Wednesday, October 19, 2005

When Virtual Environments Collide

This fall, I'm taking a class online about taking classes online. (Next up for me? Writing a book about writing a book, and recording a podcast about recording a podcast.) It's being offered through ION (Illinois Online Network). ION's a great source for educators accross the state (in business and institutional environments). They are leading the way in the maturing area of online learning.

Recently, in the class I'm taking there's been some discussion of the merger of the online education environment companies WebCT and Blackboard and what this merger might mean for online educators. Both companies are in the business of creating online classrooms.
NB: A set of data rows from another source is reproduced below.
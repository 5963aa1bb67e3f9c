//! Item catalog server library
//!
//! Exposes the internal modules for the binary and the integration tests.

pub mod catalog_store;
pub mod config;
pub mod images;
pub mod server;
pub mod sqlite_persistence;

// Re-export commonly used types for convenience
pub use catalog_store::{CatalogStore, SqliteCatalogStore};
pub use images::ImageStore;
pub use server::{make_app, run_server, RequestsLoggingLevel, ServerConfig};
They give you the basic stuff you need -- chat rooms, test editors, discussion boards, assignment submission tools, student tracking, etc -- and you, the educator, arrange it all to suit your classroom goals. Then students log in with a password to access the class. Online education has come a long way from the time when someone c0uld throw a few links up on a webpage and call it a resource.

ION itself uses Moodle (The Moodle link takes you to a page which is itself an example of what the moodle environment looks like), which is from neither. Moodle is open source, which basically means the software is free and you are free to change the it's code (assuming you know how). So you can see how the war between the VLEs (Virtual Learning Environments) is getting complicated.

With education budgets shrinking, colleges and university have to take a long, hard look at open source solutions to online course management. SIU uses WebCT, but I've heard that they are looking at other options. Are they going open source? I don't think so, but it's not because those alternatives aren't there.